■ **WHAT THE TASK REQUIRES**
Type out the records that follow, exactly as given.
◆ ◆ ◆ ◆ ◆ ◆ ◆
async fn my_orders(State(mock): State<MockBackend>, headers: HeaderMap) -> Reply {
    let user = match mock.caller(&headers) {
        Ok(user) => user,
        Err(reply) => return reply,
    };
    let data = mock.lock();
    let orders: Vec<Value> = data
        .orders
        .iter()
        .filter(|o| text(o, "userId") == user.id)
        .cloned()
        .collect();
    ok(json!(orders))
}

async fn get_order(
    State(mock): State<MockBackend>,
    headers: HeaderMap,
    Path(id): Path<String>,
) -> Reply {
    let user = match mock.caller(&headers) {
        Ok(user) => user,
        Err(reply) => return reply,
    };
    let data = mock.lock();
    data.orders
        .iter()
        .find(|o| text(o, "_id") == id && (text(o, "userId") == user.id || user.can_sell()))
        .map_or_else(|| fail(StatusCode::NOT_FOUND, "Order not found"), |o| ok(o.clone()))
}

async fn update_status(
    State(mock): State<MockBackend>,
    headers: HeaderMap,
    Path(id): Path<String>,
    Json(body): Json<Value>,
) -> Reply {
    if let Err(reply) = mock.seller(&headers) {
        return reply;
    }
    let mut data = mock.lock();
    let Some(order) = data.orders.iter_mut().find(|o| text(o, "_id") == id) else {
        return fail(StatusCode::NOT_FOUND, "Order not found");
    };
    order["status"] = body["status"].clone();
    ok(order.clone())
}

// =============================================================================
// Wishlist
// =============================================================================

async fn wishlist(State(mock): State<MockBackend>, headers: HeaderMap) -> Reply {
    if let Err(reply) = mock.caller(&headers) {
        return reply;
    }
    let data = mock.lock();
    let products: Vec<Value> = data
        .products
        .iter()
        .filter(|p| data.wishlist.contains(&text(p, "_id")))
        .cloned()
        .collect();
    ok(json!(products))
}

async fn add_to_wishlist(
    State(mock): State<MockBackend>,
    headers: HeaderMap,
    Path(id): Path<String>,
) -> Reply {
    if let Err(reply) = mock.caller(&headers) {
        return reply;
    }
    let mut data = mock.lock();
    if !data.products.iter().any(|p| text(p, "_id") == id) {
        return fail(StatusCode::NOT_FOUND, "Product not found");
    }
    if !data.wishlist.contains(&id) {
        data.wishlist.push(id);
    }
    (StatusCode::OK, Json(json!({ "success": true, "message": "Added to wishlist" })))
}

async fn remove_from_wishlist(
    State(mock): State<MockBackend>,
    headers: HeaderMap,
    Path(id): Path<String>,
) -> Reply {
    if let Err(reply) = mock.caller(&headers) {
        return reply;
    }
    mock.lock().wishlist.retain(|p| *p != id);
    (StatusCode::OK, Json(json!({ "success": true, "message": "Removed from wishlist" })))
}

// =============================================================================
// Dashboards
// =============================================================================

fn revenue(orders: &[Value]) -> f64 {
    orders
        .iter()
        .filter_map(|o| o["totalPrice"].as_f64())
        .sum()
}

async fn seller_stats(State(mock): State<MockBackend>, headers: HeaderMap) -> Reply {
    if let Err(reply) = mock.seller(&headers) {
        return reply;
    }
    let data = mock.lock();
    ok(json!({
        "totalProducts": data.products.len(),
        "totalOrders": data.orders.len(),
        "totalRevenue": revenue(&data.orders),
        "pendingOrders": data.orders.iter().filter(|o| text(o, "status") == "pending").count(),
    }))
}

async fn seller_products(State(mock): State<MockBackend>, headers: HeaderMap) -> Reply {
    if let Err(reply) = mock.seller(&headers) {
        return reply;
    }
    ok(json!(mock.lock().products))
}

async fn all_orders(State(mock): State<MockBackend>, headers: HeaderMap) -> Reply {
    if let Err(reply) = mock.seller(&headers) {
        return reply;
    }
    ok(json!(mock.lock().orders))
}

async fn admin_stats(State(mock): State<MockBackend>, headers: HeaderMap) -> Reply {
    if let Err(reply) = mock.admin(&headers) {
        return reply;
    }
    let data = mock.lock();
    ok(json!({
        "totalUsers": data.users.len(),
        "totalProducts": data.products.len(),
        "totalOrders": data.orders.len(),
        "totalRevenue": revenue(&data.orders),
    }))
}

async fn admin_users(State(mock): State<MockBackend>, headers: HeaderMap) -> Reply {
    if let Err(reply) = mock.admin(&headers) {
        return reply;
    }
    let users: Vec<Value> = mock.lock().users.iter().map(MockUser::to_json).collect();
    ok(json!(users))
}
◆ ◆ ◆ ◆ ◆ ◆ ◆
■ **COMPLETED EXERCISE**
async fn my_orders(State(mock): State<MockBackend>, headers: HeaderMap) -> Reply {
    let user = match mock.caller(&headers) {
        Ok(user) => user,
        Err(reply) => return reply,
    };
    let data = mock.lock();
    let orders: Vec<Value> = data
        .orders
        .iter()
        .filter(|o| text(o, "userId") == user.id)
        .cloned()
        .collect();
    ok(json!(orders))
}

async fn get_order(
    State(mock): State<MockBackend>,
    headers: HeaderMap,
    Path(id): Path<String>,
) -> Reply {
    let user = match mock.caller(&headers) {
        Ok(user) => user,
        Err(reply) => return reply,
    };
    let data = mock.lock();
    data.orders
        .iter()
        .find(|o| text(o, "_id") == id && (text(o, "userId") == user.id || user.can_sell()))
        .map_or_else(|| fail(StatusCode::NOT_FOUND, "Order not found"), |o| ok(o.clone()))
}

async fn update_status(
    State(mock): State<MockBackend>,
    headers: HeaderMap,
    Path(id): Path<String>,
    Json(body): Json<Value>,
) -> Reply {
    if let Err(reply) = mock.seller(&headers) {
        return reply;
    }
    let mut data = mock.lock();
    let Some(order) = data.orders.iter_mut().find(|o| text(o, "_id") == id) else {
        return fail(StatusCode::NOT_FOUND, "Order not found");
    };
    order["status"] = body["status"].clone();
    ok(order.clone())
}

// =============================================================================
// Wishlist
// =============================================================================

async fn wishlist(State(mock): State<MockBackend>, headers: HeaderMap) -> Reply {
    if let Err(reply) = mock.caller(&headers) {
        return reply;
    }
    let data = mock.lock();
    let products: Vec<Value> = data
        .products
        .iter()
        .filter(|p| data.wishlist.contains(&text(p, "_id")))
        .cloned()
        .collect();
    ok(json!(products))
}

async fn add_to_wishlist(
    State(mock): State<MockBackend>,
    headers: HeaderMap,
    Path(id): Path<String>,
) -> Reply {
    if let Err(reply) = mock.caller(&headers) {
        return reply;
    }
    let mut data = mock.lock();
    if !data.products.iter().any(|p| text(p, "_id") == id) {
        return fail(StatusCode::NOT_FOUND, "Product not found");
    }
    if !data.wishlist.contains(&id) {
        data.wishlist.push(id);
    }
    (StatusCode::OK, Json(json!({ "success": true, "message": "Added to wishlist" })))
}

async fn remove_from_wishlist(
    State(mock): State<MockBackend>,
    headers: HeaderMap,
    Path(id): Path<String>,
) -> Reply {
    if let Err(reply) = mock.caller(&headers) {
        return reply;
    }
    mock.lock().wishlist.retain(|p| *p != id);
    (StatusCode::OK, Json(json!({ "success": true, "message": "Removed from wishlist" })))
}

// =============================================================================
// Dashboards
// =============================================================================

fn revenue(orders: &[Value]) -> f64 {
    orders
        .iter()
        .filter_map(|o| o["totalPrice"].as_f64())
        .sum()
}

async fn seller_stats(State(mock): State<MockBackend>, headers: HeaderMap) -> Reply {
    if let Err(reply) = mock.seller(&headers) {
        return reply;
    }
    let data = mock.lock();
    ok(json!({
        "totalProducts": data.products.len(),
        "totalOrders": data.orders.len(),
        "totalRevenue": revenue(&data.orders),
        "pendingOrders": data.orders.iter().filter(|o| text(o, "status") == "pending").count(),
    }))
}

async fn seller_products(State(mock): State<MockBackend>, headers: HeaderMap) -> Reply {
    if let Err(reply) = mock.seller(&headers) {
        return reply;
    }
    ok(json!(mock.lock().products))
}

async fn all_orders(State(mock): State<MockBackend>, headers: HeaderMap) -> Reply {
    if let Err(reply) = mock.seller(&headers) {
        return reply;
    }
    ok(json!(mock.lock().orders))
}

async fn admin_stats(State(mock): State<MockBackend>, headers: HeaderMap) -> Reply {
    if let Err(reply) = mock.admin(&headers) {
        return reply;
    }
    let data = mock.lock();
    ok(json!({
        "totalUsers": data.users.len(),
        "totalProducts": data.products.len(),
        "totalOrders": data.orders.len(),
        "totalRevenue": revenue(&data.orders),
    }))
}

async fn admin_users(State(mock): State<MockBackend>, headers: HeaderMap) -> Reply {
    if let Err(reply) = mock.admin(&headers) {
        return reply;
    }
    let users: Vec<Value> = mock.lock().users.iter().map(MockUser::to_json).collect();
    ok(json!(users))
}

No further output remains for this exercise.